Stored data entries –
****************************************
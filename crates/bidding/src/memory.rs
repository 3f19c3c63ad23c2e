//! In-memory bid store for tests.
//!
//! Row locks are one `tokio::sync::Mutex` per item, acquired under the
//! configured lock timeout; the guard lives inside the transaction handle,
//! so the lock releases exactly when the transaction commits or drops.
//! Writes stage in the transaction and apply on commit.

use std::collections::{HashMap, HashSet};
use std::sync::atomic::{AtomicBool, Ordering};
use std::sync::{Arc, Mutex};
use std::time::Duration;

use async_trait::async_trait;
use chrono::{DateTime, Utc};
use common::{EventId, ItemId};
use outbox::{OutboxEvent, OutboxStatus, OutboxStore};
use storage::{Result, StoreError, TxManager};
use tokio::sync::OwnedMutexGuard;

use crate::model::{Bid, Item};
use crate::store::BidStore;

const DEFAULT_LOCK_TIMEOUT: Duration = Duration::from_secs(3);

#[derive(Clone)]
pub struct InMemoryBidStore {
    inner: Arc<Inner>,
    lock_timeout: Duration,
}

#[derive(Default)]
struct Inner {
    state: Mutex<State>,
    row_locks: Mutex<HashMap<ItemId, Arc<tokio::sync::Mutex<()>>>>,
    fail_next_commit: AtomicBool,
}

#[derive(Default)]
struct State {
    items: HashMap<ItemId, Item>,
    bids: Vec<Bid>,
    outbox: Vec<OutboxEvent>,
    claimed: HashSet<EventId>,
}

/// Staged transaction over the in-memory bid store.
pub struct MemBidTx {
    inner: Arc<Inner>,
    staged: Vec<StagedWrite>,
    // Held guards serialize bidders; released on commit or drop.
    row_guards: Vec<OwnedMutexGuard<()>>,
    claims: Vec<EventId>,
    committed: bool,
}

enum StagedWrite {
    InsertItem(Item),
    InsertBid(Bid),
    HighestBid {
        item_id: ItemId,
        amount: i64,
        at: DateTime<Utc>,
    },
    InsertEvent(OutboxEvent),
    EventStatus {
        event_id: EventId,
        status: OutboxStatus,
        processed_at: Option<DateTime<Utc>>,
    },
}

impl Drop for MemBidTx {
    fn drop(&mut self) {
        if !self.committed {
            let mut state = self.inner.state.lock().unwrap();
            for id in &self.claims {
                state.claimed.remove(id);
            }
        }
    }
}

impl Default for InMemoryBidStore {
    fn default() -> Self {
        Self::new()
    }
}

impl InMemoryBidStore {
    pub fn new() -> Self {
        Self::with_lock_timeout(DEFAULT_LOCK_TIMEOUT)
    }

    pub fn with_lock_timeout(lock_timeout: Duration) -> Self {
        Self {
            inner: Arc::new(Inner::default()),
            lock_timeout,
        }
    }

    /// Makes the next `commit` fail, for exercising the no-partial-effect
    /// guarantee.
    pub fn fail_next_commit(&self) {
        self.inner.fail_next_commit.store(true, Ordering::SeqCst);
    }

    /// All committed outbox rows, oldest first.
    pub fn outbox_events(&self) -> Vec<OutboxEvent> {
        let mut events = self.inner.state.lock().unwrap().outbox.clone();
        events.sort_by_key(|e| e.created_at);
        events
    }

    fn apply(state: &mut State, write: StagedWrite) {
        match write {
            StagedWrite::InsertItem(item) => {
                state.items.insert(item.id, item);
            }
            StagedWrite::InsertBid(bid) => state.bids.push(bid),
            StagedWrite::HighestBid { item_id, amount, at } => {
                if let Some(item) = state.items.get_mut(&item_id) {
                    item.current_highest_bid = amount;
                    item.updated_at = at;
                }
            }
            StagedWrite::InsertEvent(event) => state.outbox.push(event),
            StagedWrite::EventStatus {
                event_id,
                status,
                processed_at,
            } => {
                if let Some(event) = state.outbox.iter_mut().find(|e| e.id == event_id) {
                    event.status = status;
                    event.processed_at = processed_at;
                }
            }
        }
    }
}

#[async_trait]
impl TxManager for InMemoryBidStore {
    type Tx = MemBidTx;

    async fn begin(&self) -> Result<MemBidTx> {
        Ok(MemBidTx {
            inner: Arc::clone(&self.inner),
            staged: Vec::new(),
            row_guards: Vec::new(),
            claims: Vec::new(),
            committed: false,
        })
    }

    async fn commit(&self, mut tx: MemBidTx) -> Result<()> {
        if self.inner.fail_next_commit.swap(false, Ordering::SeqCst) {
            return Err(StoreError::TransactionFailed(
                "simulated commit failure".to_string(),
            ));
        }

        tx.committed = true;
        {
            let mut state = self.inner.state.lock().unwrap();
            for write in tx.staged.drain(..) {
                Self::apply(&mut state, write);
            }
            for id in tx.claims.drain(..) {
                state.claimed.remove(&id);
            }
        }
        // Row guards release here, after the writes are visible.
        drop(tx);
        Ok(())
    }

    async fn rollback(&self, tx: MemBidTx) -> Result<()> {
        drop(tx);
        Ok(())
    }
}

#[async_trait]
impl OutboxStore for InMemoryBidStore {
    async fn save_event(&self, tx: &mut MemBidTx, event: &OutboxEvent) -> Result<()> {
        tx.staged.push(StagedWrite::InsertEvent(event.clone()));
        Ok(())
    }

    async fn claim_pending(&self, tx: &mut MemBidTx, limit: u32) -> Result<Vec<OutboxEvent>> {
        let mut state = self.inner.state.lock().unwrap();

        let mut candidates: Vec<OutboxEvent> = state
            .outbox
            .iter()
            .filter(|e| e.status == OutboxStatus::Pending && !state.claimed.contains(&e.id))
            .cloned()
            .collect();
        candidates.sort_by_key(|e| e.created_at);
        candidates.truncate(limit as usize);

        for event in &mut candidates {
            state.claimed.insert(event.id);
            tx.claims.push(event.id);
            event.status = OutboxStatus::Processing;
            tx.staged.push(StagedWrite::EventStatus {
                event_id: event.id,
                status: OutboxStatus::Processing,
                processed_at: None,
            });
        }

        Ok(candidates)
    }

    async fn mark_status(
        &self,
        tx: &mut MemBidTx,
        event_id: EventId,
        status: OutboxStatus,
    ) -> Result<()> {
        let known = {
            let state = self.inner.state.lock().unwrap();
            state.outbox.iter().any(|e| e.id == event_id)
        } || tx
            .staged
            .iter()
            .any(|w| matches!(w, StagedWrite::InsertEvent(e) if e.id == event_id));
        if !known {
            return Err(StoreError::NotFound);
        }

        tx.staged.push(StagedWrite::EventStatus {
            event_id,
            status,
            processed_at: status.is_terminal().then(Utc::now),
        });
        Ok(())
    }
}

#[async_trait]
impl BidStore for InMemoryBidStore {
    async fn insert_item(&self, tx: &mut MemBidTx, item: &Item) -> Result<()> {
        tx.staged.push(StagedWrite::InsertItem(item.clone()));
        Ok(())
    }

    async fn get_item(&self, item_id: ItemId) -> Result<Option<Item>> {
        let state = self.inner.state.lock().unwrap();
        Ok(state.items.get(&item_id).cloned())
    }

    async fn get_item_for_update(&self, tx: &mut MemBidTx, item_id: ItemId) -> Result<Item> {
        let lock = {
            let mut locks = self.inner.row_locks.lock().unwrap();
            Arc::clone(
                locks
                    .entry(item_id)
                    .or_insert_with(|| Arc::new(tokio::sync::Mutex::new(()))),
            )
        };

        let guard = tokio::time::timeout(self.lock_timeout, lock.lock_owned())
            .await
            .map_err(|_| StoreError::LockTimeout)?;
        tx.row_guards.push(guard);

        let state = self.inner.state.lock().unwrap();
        state.items.get(&item_id).cloned().ok_or(StoreError::NotFound)
    }

    async fn save_bid(&self, tx: &mut MemBidTx, bid: &Bid) -> Result<()> {
        tx.staged.push(StagedWrite::InsertBid(bid.clone()));
        Ok(())
    }

    async fn update_highest_bid(
        &self,
        tx: &mut MemBidTx,
        item_id: ItemId,
        amount: i64,
    ) -> Result<()> {
        let known = {
            let state = self.inner.state.lock().unwrap();
            state.items.contains_key(&item_id)
        } || tx
            .staged
            .iter()
            .any(|w| matches!(w, StagedWrite::InsertItem(i) if i.id == item_id));
        if !known {
            return Err(StoreError::NotFound);
        }

        tx.staged.push(StagedWrite::HighestBid {
            item_id,
            amount,
            at: Utc::now(),
        });
        Ok(())
    }

    async fn list_bids_for_item(&self, item_id: ItemId) -> Result<Vec<Bid>> {
        let state = self.inner.state.lock().unwrap();
        let mut bids: Vec<Bid> = state
            .bids
            .iter()
            .filter(|b| b.item_id == item_id)
            .cloned()
            .collect();
        bids.sort_by(|a, b| b.created_at.cmp(&a.created_at));
        Ok(bids)
    }
}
****************************************
Work request – Set down each line exactly as it appears, starting at the top of the data and ending at the line containing "configured lock timeout;", and include no other lines.

Solution below –
filename crates/bidding/src/memory.rs
repository 3f19c3c63ad23c2e
//! In-memory bid store for tests.
//!
//! Row locks are one `tokio::sync::Mutex` per item, acquired under the
//! configured lock timeout; the guard lives inside the transaction handle,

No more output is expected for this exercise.